Thursday, October 6, 2011

Greece: Bloodied but defiant: 10,000 Greek strikers and police in running battles

Greek riot police have fired teargas at petrol bomb throwing youths and charged them wielding batons as 10,000 public sector workers marched to protest against budget cuts and high taxes.

The country is today in the grip of a 24-hour national strike which has seen flights grounded, schools shut and people on the streets trying to storm the Athens parliament of its bankrupt government. Violence broke out as anarchists mixed with the marchers and started attacking more than 1,000 police with any weapons they could find.

This has been the first nationwide walkout in months and marked the start of what campaigners say is the culmination of two years of tax hikes and wage cuts.
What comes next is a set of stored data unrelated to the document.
//! Result types for young/old noise marker analysis.

use crate::correct::Correction;
use crate::error::Result;
use serde::{Deserialize, Serialize};
use std::fs::File;
use std::io::{BufWriter, Write};
use std::path::Path;

/// Direction of the variability change with age.
#[derive(Debug, Clone, Copy, PartialEq, Eq, Serialize, Deserialize)]
pub enum NoiseDirection {
    /// Old cohort is more variable (CV ratio > 1).
    Increased,
    /// Old cohort is less variable (CV ratio < 1).
    Decreased,
    /// Ratio is exactly 1.
    Unchanged,
    /// Ratio is undefined (NaN).
    Undefined,
}

impl NoiseDirection {
    /// Classify a CV ratio.
    pub fn from_ratio(ratio: f64) -> Self {
        if ratio.is_nan() {
            Self::Undefined
        } else if ratio > 1.0 {
            Self::Increased
        } else if ratio < 1.0 {
            Self::Decreased
        } else {
            Self::Unchanged
        }
    }

    /// Get the descriptive name.
    pub fn name(&self) -> &'static str {
        match self {
            Self::Increased => "increased",
            Self::Decreased => "decreased",
            Self::Unchanged => "unchanged",
            Self::Undefined => "undefined",
        }
    }
}

/// Result for a single feature.
#[derive(Debug, Clone, Serialize, Deserialize)]
pub struct NoiseMarkerResult {
    /// Feature identifier.
    pub feature_id: String,
    /// Levene W statistic.
    pub statistic: f64,
    /// Raw Levene p-value.
    pub p_value: f64,
    /// Adjusted p-value, present only when a correction was applied.
    pub q_value: Option<f64>,
    /// CV in the young cohort.
    pub young_cv: f64,
    /// CV in the old cohort.
    pub old_cv: f64,
    /// old_cv / young_cv.
    pub cv_ratio: f64,
    /// Direction of the change.
    pub direction: NoiseDirection,
}

impl NoiseMarkerResult {
    /// Create a new result.
    pub fn new(
        feature_id: String,
        statistic: f64,
        p_value: f64,
        q_value: Option<f64>,
        young_cv: f64,
        old_cv: f64,
        cv_ratio: f64,
    ) -> Self {
        Self {
            feature_id,
            statistic,
            p_value,
            q_value,
            young_cv,
            old_cv,
            cv_ratio,
            direction: NoiseDirection::from_ratio(cv_ratio),
        }
    }

    /// The p-value used for significance: q when corrected, otherwise raw p.
    pub fn evidence(&self) -> f64 {
        self.q_value.unwrap_or(self.p_value)
    }

    /// Check if significant at a threshold.
    pub fn is_significant_at(&self, alpha: f64) -> bool {
        self.evidence() < alpha
    }
}

/// Collection of per-feature results from one analysis run.
#[derive(Debug, Clone, Serialize, Deserialize)]
pub struct NoiseMarkerResultSet {
    /// Correction applied to the p-values.
    pub correction: Correction,
    /// Number of young samples.
    pub n_young: usize,
    /// Number of old samples.
    pub n_old: usize,
    /// Individual results, in feature order.
    pub results: Vec<NoiseMarkerResult>,
}

impl NoiseMarkerResultSet {
    /// Create a new result set.
    pub fn new(
        correction: Correction,
        n_young: usize,
        n_old: usize,
        results: Vec<NoiseMarkerResult>,
    ) -> Self {
        Self {
            correction,
            n_young,
            n_old,
            results,
        }
    }

    /// Number of results.
    pub fn len(&self) -> usize {
        self.results.len()
    }

    /// Check if empty.
    pub fn is_empty(&self) -> bool {
        self.results.is_empty()
    }

    /// Get result for a specific feature.
    pub fn get_feature(&self, feature_id: &str) -> Option<&NoiseMarkerResult> {
        self.results.iter().find(|r| r.feature_id == feature_id)
    }

    /// Results sorted by p-value (ascending, NaN last).
    pub fn sorted_by_pvalue(&self) -> Vec<&NoiseMarkerResult> {
        let mut sorted: Vec<_> = self.results.iter().collect();
        sorted.sort_by(|a, b| match (a.p_value.is_nan(), b.p_value.is_nan()) {
            (false, false) => a.p_value.total_cmp(&b.p_value),
            (a_nan, b_nan) => a_nan.cmp(&b_nan),
        });
        sorted
    }

    /// Results significant at a threshold.
    pub fn significant_at(&self, alpha: f64) -> Vec<&NoiseMarkerResult> {
        self.results
            .iter()
            .filter(|r| r.is_significant_at(alpha))
            .collect()
    }

    /// Results rejected at the correction's FDR level.
    ///
    /// Empty when no correction was applied: raw p-values carry no FDR decision.
    pub fn significant(&self) -> Vec<&NoiseMarkerResult> {
        match self.correction.alpha() {
            Some(alpha) => self.significant_at(alpha),
            None => Vec::new(),
        }
    }

    /// Count results at common thresholds.
    pub fn summary(&self) -> ResultSummary {
        let count = |alpha: f64| self.results.iter().filter(|r| r.is_significant_at(alpha)).count();
        ResultSummary {
            total: self.len(),
            corrected: self.correction.is_enabled(),
            fdr_alpha: self.correction.alpha(),
            discoveries: self.correction.alpha().map(count),
            significant_01: count(0.01),
            significant_05: count(0.05),
            significant_10: count(0.10),
            increased: self
                .results
                .iter()
                .filter(|r| r.direction == NoiseDirection::Increased)
                .count(),
            undefined_ratio: self
                .results
                .iter()
                .filter(|r| r.direction == NoiseDirection::Undefined)
                .count(),
        }
    }

    /// Write results to TSV file.
    pub fn to_tsv<P: AsRef<Path>>(&self, path: P) -> Result<()> {
        let file = File::create(path)?;
        let mut writer = BufWriter::new(file);

        writeln!(
            writer,
            "protein\tstatistic\tp_value\tq_value\tyoung_cv\told_cv\tcv_ratio\tdirection"
        )?;

        for r in &self.results {
            let q = r.q_value.map(|q| format!("{:.6e}", q)).unwrap_or_default();
            writeln!(
                writer,
                "{}\t{:.6}\t{:.6e}\t{}\t{:.6}\t{:.6}\t{:.6}\t{}",
                r.feature_id,
                r.statistic,
                r.p_value,
                q,
                r.young_cv,
                r.old_cv,
                r.cv_ratio,
                r.direction.name()
            )?;
        }

        writer.flush()?;
        Ok(())
    }

    /// Iterate over results.
    pub fn iter(&self) -> impl Iterator<Item = &NoiseMarkerResult> {
        self.results.iter()
    }
}

/// Summary statistics for a result set.
#[derive(Debug, Clone, Serialize, Deserialize)]
pub struct ResultSummary {
    /// Number of features tested.
    pub total: usize,
    /// Whether counts are based on q-values.
    pub corrected: bool,
    /// FDR level of the applied correction.
    pub fdr_alpha: Option<f64>,
    /// Features rejected at `fdr_alpha`.
    pub discoveries: Option<usize>,
    /// Significant at 0.01.
    pub significant_01: usize,
    /// Significant at 0.05.
    pub significant_05: usize,
    /// Significant at 0.10.
    pub significant_10: usize,
    /// Features with a CV ratio above 1.
    pub increased: usize,
    /// Features with a NaN CV ratio.
    pub undefined_ratio: usize,
}

impl std::fmt::Display for ResultSummary {
    fn fmt(&self, f: &mut std::fmt::Formatter<'_>) -> std::fmt::Result {
        let label = if self.corrected { "q" } else { "p" };
        writeln!(f, "Total features tested: {}", self.total)?;
        writeln!(f, "Significant at {} < 0.01: {}", label, self.significant_01)?;
        writeln!(f, "Significant at {} < 0.05: {}", label, self.significant_05)?;
        writeln!(f, "Significant at {} < 0.10: {}", label, self.significant_10)?;
        if let (Some(alpha), Some(n)) = (self.fdr_alpha, self.discoveries) {
            writeln!(f, "Discoveries at FDR {}: {}", alpha, n)?;
        }
        writeln!(f, "Noisier with age:        {}", self.increased)?;
        writeln!(f, "Undefined CV ratio:      {}", self.undefined_ratio)?;
        Ok(())
    }
}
In the chaos hospitals ran on emergency rotas and some state schools closed.

Train services were also halted and more than 400 international and domestic flights were cancelled at Athens airport. The thousands of state workers, pensioners and students gathered in central Athens, beating drums and waving banners reading 'Erase the debt!' and 'The rich must pay!'

Despite the cuts demanded by the EU and the IMF, the government was forced to announce this week it would still miss its 2011 deficit target by nearly 2 billion euros, rattling global markets.
Greeks themselves lack faith in their leaders as polls show nearly four out of five expect the country to default on their massive national debt within months.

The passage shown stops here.